Nosso papel no Cadastro Positivo

Pouco mais de um ano após a aprovação da lei da sua criação, o Cadastro Positivo foi regulamentado por decreto federal que define as condições para funcionamento dos bancos de dados, dos dados a serem observados no histórico de crédito do consumidor, dos critérios para consulta ao banco de dados e para a autorização da abertura do cadastro pelo cliente, e também o posterior compartilhamento dessas informações.

Para a Boa Vista Serviços, que desde o primeiro momento apoiou a implantação do Cadastro Positivo, o decreto assinado na semana passada representa mais um passo importante na construção de um novo modelo de relacionamento entre consumidores ou pessoas jurídicas e as instituições que concedem crédito. Diferente do tradicional sistema, no qual o foco é apontar a inadimplência para inclusão ou exclusão numa lista de devedores com “nome sujo”, o Cadastro Positivo é um banco de dados em que são registrados os compromissos financeiros e de pagamentos relativos às operações de crédito e obrigações de pagamento liquidadas ou em andamento por pessoa física ou jurídica. Ao contrário do modelo atual, que apenas penaliza a inadimplência, o novo sistema cria vantagens para quem paga suas contas em dia. Quem se cadastra, seja consumidor ou empresa, pode ser acompanhado também pelo histórico de pagamentos que faz, tornando o processo de concessão de crédito mais completo e eficaz.

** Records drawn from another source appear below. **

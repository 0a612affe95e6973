use std::collections::HashMap;

use chrono::NaiveDate;
use tuirealm::command::{Cmd, CmdResult};
use tuirealm::event::{Key, KeyEvent};
use tuirealm::props::{AttrValue, Attribute, Props};
use tuirealm::ratatui::layout::{Alignment, Rect};
use tuirealm::ratatui::style::{Modifier, Style};
use tuirealm::ratatui::text::{Line, Span};
use tuirealm::ratatui::widgets::{Block, BorderType, Borders, Paragraph};
use tuirealm::{Component, Event, Frame, MockComponent, NoUserEvent, State, StateValue};
use uuid::Uuid;

use crate::app::board::due_date_urgency;
use crate::keybindings::dispatcher::{Action, KeybindingDispatcher};
use crate::theme::Theme;
use crate::types::{Column, Priority, Task};
use crate::ui_realm::components::{global_action_msg, to_crossterm_key};
use crate::ui_realm::messages::Msg;

/// Lines each task occupies in the column body: title, detail, separator.
const LINES_PER_TASK: usize = 3;

pub struct BoardColumn {
    props: Props,
    column_index: usize,
    column: Column,
    tasks: Vec<Task>,
    assignee_names: HashMap<Uuid, String>,
    theme: Theme,
    keybindings: KeybindingDispatcher,
    today: NaiveDate,
    grab_active: bool,
    drop_target: bool,
    selected_index: usize,
    scroll_offset: usize,
    viewport_tasks: usize,
}

impl BoardColumn {
    #[allow(clippy::too_many_arguments)]
    pub fn new(
        column_index: usize,
        column: Column,
        tasks: Vec<Task>,
        assignee_names: HashMap<Uuid, String>,
        theme: Theme,
        keybindings: KeybindingDispatcher,
        today: NaiveDate,
    ) -> Self {
        Self {
            props: Props::default(),
            column_index,
            column,
            tasks,
            assignee_names,
            theme,
            keybindings,
            today,
            grab_active: false,
            drop_target: false,
            selected_index: 0,
            scroll_offset: 0,
            viewport_tasks: 0,
        }
    }

    pub fn with_selected(mut self, selected_index: usize) -> Self {
        self.selected_index = selected_index;
        self.clamp_selection();
        self
    }

    pub fn with_grab(mut self, grab_active: bool, drop_target: bool) -> Self {
        self.grab_active = grab_active;
        self.drop_target = drop_target;
        self
    }

    fn is_focused(&self) -> bool {
        self.props.get(Attribute::Focus) == Some(AttrValue::Flag(true))
    }

    fn clamp_selection(&mut self) {
        if self.tasks.is_empty() {
            self.selected_index = 0;
        } else {
            self.selected_index = self.selected_index.min(self.tasks.len() - 1);
        }
    }

    fn clamp_scroll_offset(&mut self) {
        if self.tasks.is_empty() || self.viewport_tasks == 0 {
            self.scroll_offset = 0;
            return;
        }
        let max_offset = self.tasks.len().saturating_sub(self.viewport_tasks);
        self.scroll_offset = self.scroll_offset.min(max_offset);
    }

    fn ensure_selected_visible(&mut self) {
        if self.viewport_tasks == 0 {
            return;
        }
        if self.selected_index < self.scroll_offset {
            self.scroll_offset = self.selected_index;
        } else if self.selected_index >= self.scroll_offset + self.viewport_tasks {
            self.scroll_offset = self.selected_index + 1 - self.viewport_tasks;
        }
    }

    fn move_selection_by(&mut self, delta: isize) -> bool {
        if self.tasks.is_empty() {
            self.selected_index = 0;
            return false;
        }

        let current = self.selected_index as isize;
        let max_index = (self.tasks.len() - 1) as isize;
        let next = (current + delta).clamp(0, max_index) as usize;
        if next == self.selected_index {
            return false;
        }

        self.selected_index = next;
        self.ensure_selected_visible();
        true
    }

    fn page_delta(&self) -> isize {
        self.viewport_tasks.max(1) as isize
    }

    fn select_msg(&self) -> Msg {
        Msg::SelectTask {
            column: self.column_index,
            task: self.selected_index,
        }
    }

    fn assignee_name(&self, task: &Task) -> Option<&str> {
        task.assignee_id
            .and_then(|id| self.assignee_names.get(&id))
            .map(String::as_str)
    }

    fn priority_icon(priority: Priority) -> &'static str {
        match priority {
            Priority::High => "▲",
            Priority::Medium => "●",
            Priority::Low => "▼",
        }
    }

    fn task_lines(&self, index: usize, task: &Task, width: usize) -> Vec<Line<'static>> {
        let is_selected = index == self.selected_index && self.is_focused();
        let carried = is_selected && self.grab_active && !self.drop_target;
        let colors = self.theme.card_colors(is_selected, false);
        let row_style = Style::default().bg(colors.background);

        let marker = if is_selected { "▸ " } else { "  " };
        let icon = Self::priority_icon(task.priority);
        let title_style = if task.completed {
            Style::default()
                .fg(self.theme.base.text_muted)
                .add_modifier(Modifier::CROSSED_OUT)
        } else if is_selected {
            Style::default()
                .fg(self.theme.interactive.focus)
                .add_modifier(Modifier::BOLD)
        } else {
            Style::default().fg(self.theme.base.text)
        };

        let mut title_spans = vec![
            Span::styled(
                marker.to_string(),
                Style::default().fg(self.theme.interactive.focus),
            ),
            Span::styled(
                format!("{icon} "),
                Style::default().fg(self.theme.priority_color(task.priority)),
            ),
            Span::styled(truncate(&task.title, width.saturating_sub(6)), title_style),
        ];
        if carried {
            title_spans.push(Span::styled(
                " [grabbed]".to_string(),
                Style::default().fg(self.theme.interactive.drop_target),
            ));
        }

        let mut detail_spans = vec![Span::raw("    ".to_string())];
        match self.assignee_name(task) {
            Some(name) => detail_spans.push(Span::styled(
                truncate(name, 16),
                Style::default().fg(self.theme.card.assignee),
            )),
            None => detail_spans.push(Span::styled(
                "unassigned".to_string(),
                Style::default().fg(self.theme.base.text_muted),
            )),
        }
        if let Some(client) = task.client.as_deref().filter(|c| !c.is_empty()) {
            detail_spans.push(Span::raw("  "));
            detail_spans.push(Span::styled(
                truncate(client, 14),
                Style::default().fg(self.theme.card.client),
            ));
        }
        if let Some(due) = task.due_date.as_deref() {
            let urgency = due_date_urgency(Some(due), self.today);
            detail_spans.push(Span::raw("  "));
            detail_spans.push(Span::styled(
                due.to_string(),
                Style::default().fg(self.theme.urgency_color(urgency)),
            ));
        }

        vec![
            Line::from(title_spans).style(row_style),
            Line::from(detail_spans).style(row_style),
            Line::from(""),
        ]
    }
}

O Cadastro Positivo é um mecanismo transparente, que cria um novo paradigma no setor porque quem busca crédito também se torna um protagonista do sistema. Pela legislação aprovada a própria pessoa física ou jurídica, é quem decide e autoriza a adesão ao banco de dados do Cadastro Positivo. Ao aderir, além do direito de ter acesso a seus dados,  pode saber também a finalidade do uso das suas informações, de modo que as pessoas (físicas ou jurídicas) serão tratadas de maneira mais justa e equilibrada. Com o Cadastro Positivo o consumidor – sobretudo o de menor renda que não tem acesso ao crédito – ganha condições de ingressar nesse mercado e como condutor de seu histórico, já que poderá acompanhar quem está utilizando suas informações (que podem ser por ele excluídas ou incluídas). Para as médias ou pequenas empresas e os empreendedores em geral, de acordo com avaliação do Sebrae, a participação neste banco de informações também deverá ampliar as possibilidades de acesso ao crédito em condições mais vantajosas que as atuais. Completando o ciclo de benefícios, as empresas que concedem crédito passam a ter mais ferramentas para medir o risco das operações de maneira segura, e a dispor de mais informações para formular suas estratégias de negócios.

Trata-se de uma evolução que traz grandes benefícios à sociedade brasileira que, por sinal, nos coloca, finalmente, no mesmo patamar de outras nações desenvolvidas. O Brasil era o único país do G20, grupo que reúne as maiores economias do mundo,  sem um Cadastro Positivo. Em todos os outros países onde já existe, esse mecanismo aumentou de forma significativa a segurança no crédito,  reduziu a inadimplência entre 20% e 30% e contribuiu para o incremento do mercado.

Mas o Cadastro Positivo chega num momento muito adequado, quando o setor de crédito vive um quadro de mudanças, com o ingresso de milhões de novos consumidores nos últimos anos. Essa situação exige ferramentas apropriadas para todos os participantes do mercado e o Cadastro Positivo encaixa-se nessa necessidade, como ficou comprovado nos outros países em que foi adotado.

Daqui até o inicio efetivo do seu funcionamento, a partir de 2013, ainda restam etapas a serem cumpridas, como a publicação de uma normatização do Conselho Monetário Nacional para estabelecer como será feita a troca de informações entre o segmento financeiro e o banco de dados.  Outra etapa importante diz respeito a definições quanto a credibilidade de quem serão os responsáveis pela gestão do Cadastro Positivo. É  indispensável que essas empresas sejam comprovadamente idôneas e também que haja um monitoramento quanto ao cumprimento da exigência de capital exigido para as companhias que trabalharão com o Cadastro Positivo – que o decreto estabelece um mínimo de R$20 milhões.

O Cadastro Positivo é uma ferramenta importante demais para o mercado de crédito e não se pode permitir que seja desvirtuado em momento algum. A fiscalização será fundamental  para garantir que somente empresas de reconhecida credibilidade e que atendam plenamente os requisitos de privacidade e segurança possam assumir a responsabilidade pela gestão destes bancos de dados. Neste sentido entendo que, mais uma vez, a atuação da Boa Vista em parceria com as entidades representativas do movimento associativista terão um papel vital para o sucesso do Cadastro Positivo.